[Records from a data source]

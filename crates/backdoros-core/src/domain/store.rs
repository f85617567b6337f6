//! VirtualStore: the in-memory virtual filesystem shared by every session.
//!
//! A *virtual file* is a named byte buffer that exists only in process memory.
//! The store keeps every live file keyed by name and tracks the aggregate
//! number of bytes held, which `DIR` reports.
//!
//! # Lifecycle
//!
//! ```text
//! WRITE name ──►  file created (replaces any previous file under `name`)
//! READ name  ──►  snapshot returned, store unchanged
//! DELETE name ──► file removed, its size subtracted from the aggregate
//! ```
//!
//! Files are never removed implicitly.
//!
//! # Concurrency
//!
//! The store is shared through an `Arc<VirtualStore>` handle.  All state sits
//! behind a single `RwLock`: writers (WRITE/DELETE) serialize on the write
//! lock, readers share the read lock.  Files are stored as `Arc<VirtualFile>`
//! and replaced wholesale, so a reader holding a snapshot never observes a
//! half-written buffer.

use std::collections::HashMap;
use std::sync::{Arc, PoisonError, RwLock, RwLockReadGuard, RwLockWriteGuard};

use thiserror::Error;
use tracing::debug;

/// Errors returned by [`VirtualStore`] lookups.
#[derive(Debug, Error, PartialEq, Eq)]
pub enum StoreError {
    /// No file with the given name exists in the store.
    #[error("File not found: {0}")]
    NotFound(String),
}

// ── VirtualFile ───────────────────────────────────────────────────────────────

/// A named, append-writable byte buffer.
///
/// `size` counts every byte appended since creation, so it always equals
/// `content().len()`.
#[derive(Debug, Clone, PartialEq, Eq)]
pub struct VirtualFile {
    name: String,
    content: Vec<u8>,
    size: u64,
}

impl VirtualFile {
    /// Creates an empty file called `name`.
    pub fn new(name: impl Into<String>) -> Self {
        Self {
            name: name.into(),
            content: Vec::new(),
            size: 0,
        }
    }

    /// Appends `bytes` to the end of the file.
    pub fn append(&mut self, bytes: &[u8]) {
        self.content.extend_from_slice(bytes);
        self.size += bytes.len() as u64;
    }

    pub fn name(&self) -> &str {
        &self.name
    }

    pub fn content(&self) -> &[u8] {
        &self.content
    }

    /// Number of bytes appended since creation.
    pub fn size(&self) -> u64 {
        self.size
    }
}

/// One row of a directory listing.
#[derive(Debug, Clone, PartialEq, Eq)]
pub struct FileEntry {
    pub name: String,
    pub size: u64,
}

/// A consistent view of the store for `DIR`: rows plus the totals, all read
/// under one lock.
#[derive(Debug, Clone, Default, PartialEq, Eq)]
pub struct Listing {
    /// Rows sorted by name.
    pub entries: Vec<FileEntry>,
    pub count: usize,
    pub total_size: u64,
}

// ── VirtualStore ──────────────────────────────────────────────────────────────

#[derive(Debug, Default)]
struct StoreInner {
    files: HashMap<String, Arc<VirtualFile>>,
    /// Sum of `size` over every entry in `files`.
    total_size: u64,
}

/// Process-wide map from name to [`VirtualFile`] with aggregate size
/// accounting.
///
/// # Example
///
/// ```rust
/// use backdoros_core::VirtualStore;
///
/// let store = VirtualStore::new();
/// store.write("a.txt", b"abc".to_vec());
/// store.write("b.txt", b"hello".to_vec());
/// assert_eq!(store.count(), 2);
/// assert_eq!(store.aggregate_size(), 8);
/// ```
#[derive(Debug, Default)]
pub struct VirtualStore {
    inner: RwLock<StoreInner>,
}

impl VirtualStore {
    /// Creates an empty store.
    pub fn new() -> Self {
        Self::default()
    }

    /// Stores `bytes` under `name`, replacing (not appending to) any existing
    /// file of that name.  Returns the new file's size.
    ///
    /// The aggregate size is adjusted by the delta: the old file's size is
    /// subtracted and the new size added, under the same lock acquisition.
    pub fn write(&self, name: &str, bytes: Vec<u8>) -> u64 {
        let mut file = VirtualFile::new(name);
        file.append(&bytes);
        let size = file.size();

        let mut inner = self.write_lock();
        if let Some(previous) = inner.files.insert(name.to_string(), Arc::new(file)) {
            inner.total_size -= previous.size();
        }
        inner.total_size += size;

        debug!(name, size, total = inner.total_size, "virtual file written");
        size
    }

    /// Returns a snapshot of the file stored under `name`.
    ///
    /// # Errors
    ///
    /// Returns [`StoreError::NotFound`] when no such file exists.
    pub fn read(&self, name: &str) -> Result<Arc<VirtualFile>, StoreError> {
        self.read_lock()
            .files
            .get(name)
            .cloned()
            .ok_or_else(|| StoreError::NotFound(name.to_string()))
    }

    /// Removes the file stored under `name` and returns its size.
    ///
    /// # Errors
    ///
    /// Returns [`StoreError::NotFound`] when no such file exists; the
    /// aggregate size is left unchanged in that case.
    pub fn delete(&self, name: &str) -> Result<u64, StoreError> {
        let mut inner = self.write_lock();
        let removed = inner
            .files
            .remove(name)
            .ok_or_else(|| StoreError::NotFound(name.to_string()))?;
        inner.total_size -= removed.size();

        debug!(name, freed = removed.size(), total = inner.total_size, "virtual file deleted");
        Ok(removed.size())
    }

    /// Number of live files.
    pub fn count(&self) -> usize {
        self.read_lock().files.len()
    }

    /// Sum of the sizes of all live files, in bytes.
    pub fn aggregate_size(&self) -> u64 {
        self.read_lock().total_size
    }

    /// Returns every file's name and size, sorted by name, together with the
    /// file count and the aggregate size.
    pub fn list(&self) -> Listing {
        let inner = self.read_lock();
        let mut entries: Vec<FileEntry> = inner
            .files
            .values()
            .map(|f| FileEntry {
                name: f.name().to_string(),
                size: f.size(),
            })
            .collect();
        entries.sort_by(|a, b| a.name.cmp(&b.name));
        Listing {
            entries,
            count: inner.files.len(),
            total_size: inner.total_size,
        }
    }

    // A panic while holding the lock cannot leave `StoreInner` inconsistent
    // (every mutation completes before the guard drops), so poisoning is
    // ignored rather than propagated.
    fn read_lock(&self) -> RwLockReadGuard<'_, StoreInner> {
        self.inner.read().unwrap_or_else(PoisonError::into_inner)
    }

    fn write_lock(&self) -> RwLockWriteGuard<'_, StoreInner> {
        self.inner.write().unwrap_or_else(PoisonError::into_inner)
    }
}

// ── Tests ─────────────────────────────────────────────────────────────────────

==

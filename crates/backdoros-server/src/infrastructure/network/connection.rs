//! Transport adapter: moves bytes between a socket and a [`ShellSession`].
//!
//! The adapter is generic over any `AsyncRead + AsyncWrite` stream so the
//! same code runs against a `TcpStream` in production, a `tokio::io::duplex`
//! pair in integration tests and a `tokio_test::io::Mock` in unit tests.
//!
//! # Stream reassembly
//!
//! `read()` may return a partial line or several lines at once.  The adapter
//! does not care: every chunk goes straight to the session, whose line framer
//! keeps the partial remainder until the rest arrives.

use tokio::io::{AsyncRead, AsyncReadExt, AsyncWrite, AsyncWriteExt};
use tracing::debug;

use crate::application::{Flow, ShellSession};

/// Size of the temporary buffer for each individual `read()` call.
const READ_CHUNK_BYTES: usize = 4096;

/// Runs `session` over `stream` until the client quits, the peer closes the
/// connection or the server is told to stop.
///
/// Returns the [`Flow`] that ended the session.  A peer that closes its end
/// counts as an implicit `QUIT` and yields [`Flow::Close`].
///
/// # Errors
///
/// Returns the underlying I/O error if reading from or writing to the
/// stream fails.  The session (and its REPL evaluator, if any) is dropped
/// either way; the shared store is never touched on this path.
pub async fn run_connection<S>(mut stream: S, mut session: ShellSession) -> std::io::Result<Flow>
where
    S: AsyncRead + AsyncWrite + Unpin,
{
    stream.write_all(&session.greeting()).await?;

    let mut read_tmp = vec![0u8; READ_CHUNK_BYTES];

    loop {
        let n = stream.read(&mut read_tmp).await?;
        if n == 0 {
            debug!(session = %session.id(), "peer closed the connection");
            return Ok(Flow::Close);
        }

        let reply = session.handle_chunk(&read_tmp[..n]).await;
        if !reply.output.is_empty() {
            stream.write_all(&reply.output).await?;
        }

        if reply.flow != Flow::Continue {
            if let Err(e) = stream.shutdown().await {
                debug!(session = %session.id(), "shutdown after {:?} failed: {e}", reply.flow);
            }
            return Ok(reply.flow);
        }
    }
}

◆ Exercise objective
Using the records above, gather all lines where the string "HashMap" is present.

◆ Answer to this exercise
use std::collections::HashMap;
    files: HashMap<String, Arc<VirtualFile>>,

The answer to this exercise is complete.